Saved data entries:
- - -

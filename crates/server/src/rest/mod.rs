pub mod user;
pub mod weather;

use axum::{routing::get, Router};
use crate::db::AppState;

pub use user::*;
pub use weather::*;

/// Build the REST API router.
pub fn api_router() -> Router<AppState> {
    Router::new()
        .route("/api/user/me", get(user::me))
        .route("/api/weatherforecast", get(weather::list_forecasts))
}
use serde::{Deserialize, Serialize};
use std::collections::HashMap;
use std::fmt;

/// Categorization of application errors.
#[derive(Debug, Clone, Serialize, Deserialize, PartialEq)]
#[cfg_attr(feature = "openapi", derive(utoipa::ToSchema))]
pub enum AppErrorKind {
    NotFound,
    BadRequest,
    ValidationError,
    DatabaseError,
    Unauthorized,
    Forbidden,
    ServiceUnavailable,
    InternalError,
}

impl fmt::Display for AppErrorKind {
    fn fmt(&self, f: &mut fmt::Formatter<'_>) -> fmt::Result {
        match self {
            AppErrorKind::NotFound => write!(f, "NotFound"),
            AppErrorKind::BadRequest => write!(f, "BadRequest"),
            AppErrorKind::ValidationError => write!(f, "ValidationError"),
            AppErrorKind::DatabaseError => write!(f, "DatabaseError"),
            AppErrorKind::Unauthorized => write!(f, "Unauthorized"),
            AppErrorKind::Forbidden => write!(f, "Forbidden"),
            AppErrorKind::ServiceUnavailable => write!(f, "ServiceUnavailable"),
            AppErrorKind::InternalError => write!(f, "InternalError"),
        }
    }
}

/// Structured application error shared by the server and the API client.
#[derive(Debug, Clone, Serialize, Deserialize, PartialEq)]
#[cfg_attr(feature = "openapi", derive(utoipa::ToSchema))]
pub struct AppError {
    pub kind: AppErrorKind,
    pub message: String,
    #[serde(default, skip_serializing_if = "HashMap::is_empty")]
    pub field_errors: HashMap<String, String>,
}

impl AppError {
    fn with_kind(kind: AppErrorKind, message: impl Into<String>) -> Self {
        Self {
            kind,
            message: message.into(),
            field_errors: HashMap::new(),
        }
    }

    pub fn not_found(message: impl Into<String>) -> Self {
        Self::with_kind(AppErrorKind::NotFound, message)
    }

    pub fn bad_request(message: impl Into<String>) -> Self {
        Self::with_kind(AppErrorKind::BadRequest, message)
    }

    pub fn validation(message: impl Into<String>, field_errors: HashMap<String, String>) -> Self {
        Self {
            kind: AppErrorKind::ValidationError,
            message: message.into(),
            field_errors,
        }
    }

    pub fn database(message: impl Into<String>) -> Self {
        Self::with_kind(AppErrorKind::DatabaseError, message)
    }

    pub fn unauthorized(message: impl Into<String>) -> Self {
        Self::with_kind(AppErrorKind::Unauthorized, message)
    }

    pub fn forbidden(message: impl Into<String>) -> Self {
        Self::with_kind(AppErrorKind::Forbidden, message)
    }

    pub fn service_unavailable(message: impl Into<String>) -> Self {
        Self::with_kind(AppErrorKind::ServiceUnavailable, message)
    }

    pub fn internal(message: impl Into<String>) -> Self {
        Self::with_kind(AppErrorKind::InternalError, message)
    }

    /// Interpret a parsed JSON response body as an `AppError`.
    ///
    /// Used by the API client to recover the server's structured error from
    /// a failed request. Returns `None` when the body has another shape.
    pub fn from_json_body(body: &serde_json::Value) -> Option<Self> {
        serde_json::from_value(body.clone()).ok()
    }

    /// User-facing message for a failed response body.
    /// Falls back to a generic message if the body is not an `AppError`.
    pub fn friendly_message(body: &serde_json::Value) -> String {
        match Self::from_json_body(body) {
            Some(err) => err.message,
            None => "Something went wrong. Please try again.".to_string(),
        }
    }

    #[cfg_attr(not(feature = "server"), allow(dead_code))]
    fn status_code_u16(&self) -> u16 {
        match self.kind {
            AppErrorKind::NotFound => 404,
            AppErrorKind::BadRequest => 400,
            AppErrorKind::ValidationError => 422,
            AppErrorKind::DatabaseError => 500,
            AppErrorKind::Unauthorized => 401,
            AppErrorKind::Forbidden => 403,
            AppErrorKind::ServiceUnavailable => 503,
            AppErrorKind::InternalError => 500,
        }
    }
}

impl fmt::Display for AppError {
    fn fmt(&self, f: &mut fmt::Formatter<'_>) -> fmt::Result {
        write!(f, "{}: {}", self.kind, self.message)
    }
}

impl std::error::Error for AppError {}

#[cfg(feature = "validation")]
impl From<validator::ValidationErrors> for AppError {
    fn from(errors: validator::ValidationErrors) -> Self {
        let mut field_errors = HashMap::new();
        for (field, errs) in errors.field_errors() {
            if let Some(first) = errs.first() {
                let msg = first
                    .message
                    .as_ref()
                    .map(|m| m.to_string())
                    .unwrap_or_else(|| format!("Invalid value for {}", field));
                field_errors.insert(field.to_string(), msg);
            }
        }
        AppError::validation("Validation failed", field_errors)
    }
}

#[cfg(feature = "server")]
impl axum::response::IntoResponse for AppError {
    fn into_response(self) -> axum::response::Response {
        let status = axum::http::StatusCode::from_u16(self.status_code_u16())
            .unwrap_or(axum::http::StatusCode::INTERNAL_SERVER_ERROR);
        (status, axum::Json(self)).into_response()
    }
}
pub mod error;
pub mod feature_flags;
pub mod user;
pub mod weather;

pub use error::*;
pub use feature_flags::*;
pub use user::*;
pub use weather::*;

- - -

● **Work required**
Repeat every record exactly, so that nothing is lost or altered.

● **Exercise result**
filename crates/server/src/rest/mod.rs
pub mod user;
pub mod weather;

use axum::{routing::get, Router};
use crate::db::AppState;

pub use user::*;
pub use weather::*;

/// Build the REST API router.
pub fn api_router() -> Router<AppState> {
    Router::new()
        .route("/api/user/me", get(user::me))
        .route("/api/weatherforecast", get(weather::list_forecasts))
}
use serde::{Deserialize, Serialize};
use std::collections::HashMap;
use std::fmt;

/// Categorization of application errors.
#[derive(Debug, Clone, Serialize, Deserialize, PartialEq)]
#[cfg_attr(feature = "openapi", derive(utoipa::ToSchema))]
pub enum AppErrorKind {
    NotFound,
    BadRequest,
    ValidationError,
    DatabaseError,
    Unauthorized,
    Forbidden,
    ServiceUnavailable,
    InternalError,
}

impl fmt::Display for AppErrorKind {
    fn fmt(&self, f: &mut fmt::Formatter<'_>) -> fmt::Result {
        match self {
            AppErrorKind::NotFound => write!(f, "NotFound"),
            AppErrorKind::BadRequest => write!(f, "BadRequest"),
            AppErrorKind::ValidationError => write!(f, "ValidationError"),
            AppErrorKind::DatabaseError => write!(f, "DatabaseError"),
            AppErrorKind::Unauthorized => write!(f, "Unauthorized"),
            AppErrorKind::Forbidden => write!(f, "Forbidden"),
            AppErrorKind::ServiceUnavailable => write!(f, "ServiceUnavailable"),
            AppErrorKind::InternalError => write!(f, "InternalError"),
        }
    }
}

/// Structured application error shared by the server and the API client.
#[derive(Debug, Clone, Serialize, Deserialize, PartialEq)]
#[cfg_attr(feature = "openapi", derive(utoipa::ToSchema))]
pub struct AppError {
    pub kind: AppErrorKind,
    pub message: String,
    #[serde(default, skip_serializing_if = "HashMap::is_empty")]
    pub field_errors: HashMap<String, String>,
}

impl AppError {
    fn with_kind(kind: AppErrorKind, message: impl Into<String>) -> Self {
        Self {
            kind,
            message: message.into(),
            field_errors: HashMap::new(),
        }
    }

    pub fn not_found(message: impl Into<String>) -> Self {
        Self::with_kind(AppErrorKind::NotFound, message)
    }

    pub fn bad_request(message: impl Into<String>) -> Self {
        Self::with_kind(AppErrorKind::BadRequest, message)
    }

    pub fn validation(message: impl Into<String>, field_errors: HashMap<String, String>) -> Self {
        Self {
            kind: AppErrorKind::ValidationError,
            message: message.into(),
            field_errors,
        }
    }

    pub fn database(message: impl Into<String>) -> Self {
        Self::with_kind(AppErrorKind::DatabaseError, message)
    }

    pub fn unauthorized(message: impl Into<String>) -> Self {
        Self::with_kind(AppErrorKind::Unauthorized, message)
    }

    pub fn forbidden(message: impl Into<String>) -> Self {
        Self::with_kind(AppErrorKind::Forbidden, message)
    }

    pub fn service_unavailable(message: impl Into<String>) -> Self {
        Self::with_kind(AppErrorKind::ServiceUnavailable, message)
    }

    pub fn internal(message: impl Into<String>) -> Self {
        Self::with_kind(AppErrorKind::InternalError, message)
    }

    /// Interpret a parsed JSON response body as an `AppError`.
    ///
    /// Used by the API client to recover the server's structured error from
    /// a failed request. Returns `None` when the body has another shape.
    pub fn from_json_body(body: &serde_json::Value) -> Option<Self> {
        serde_json::from_value(body.clone()).ok()
    }

    /// User-facing message for a failed response body.
    /// Falls back to a generic message if the body is not an `AppError`.
    pub fn friendly_message(body: &serde_json::Value) -> String {
        match Self::from_json_body(body) {
            Some(err) => err.message,
            None => "Something went wrong. Please try again.".to_string(),
        }
    }

    #[cfg_attr(not(feature = "server"), allow(dead_code))]
    fn status_code_u16(&self) -> u16 {
        match self.kind {
            AppErrorKind::NotFound => 404,
            AppErrorKind::BadRequest => 400,
            AppErrorKind::ValidationError => 422,
            AppErrorKind::DatabaseError => 500,
            AppErrorKind::Unauthorized => 401,
            AppErrorKind::Forbidden => 403,
            AppErrorKind::ServiceUnavailable => 503,
            AppErrorKind::InternalError => 500,
        }
    }
}

impl fmt::Display for AppError {
    fn fmt(&self, f: &mut fmt::Formatter<'_>) -> fmt::Result {
        write!(f, "{}: {}", self.kind, self.message)
    }
}

impl std::error::Error for AppError {}

#[cfg(feature = "validation")]
impl From<validator::ValidationErrors> for AppError {
    fn from(errors: validator::ValidationErrors) -> Self {
        let mut field_errors = HashMap::new();
        for (field, errs) in errors.field_errors() {
            if let Some(first) = errs.first() {
                let msg = first
                    .message
                    .as_ref()
                    .map(|m| m.to_string())
                    .unwrap_or_else(|| format!("Invalid value for {}", field));
                field_errors.insert(field.to_string(), msg);
            }
        }
        AppError::validation("Validation failed", field_errors)
    }
}

#[cfg(feature = "server")]
impl axum::response::IntoResponse for AppError {
    fn into_response(self) -> axum::response::Response {
        let status = axum::http::StatusCode::from_u16(self.status_code_u16())
            .unwrap_or(axum::http::StatusCode::INTERNAL_SERVER_ERROR);
        (status, axum::Json(self)).into_response()
    }
}
pub mod error;
pub mod feature_flags;
pub mod user;
pub mod weather;

pub use error::*;
pub use feature_flags::*;
pub use user::*;
pub use weather::*;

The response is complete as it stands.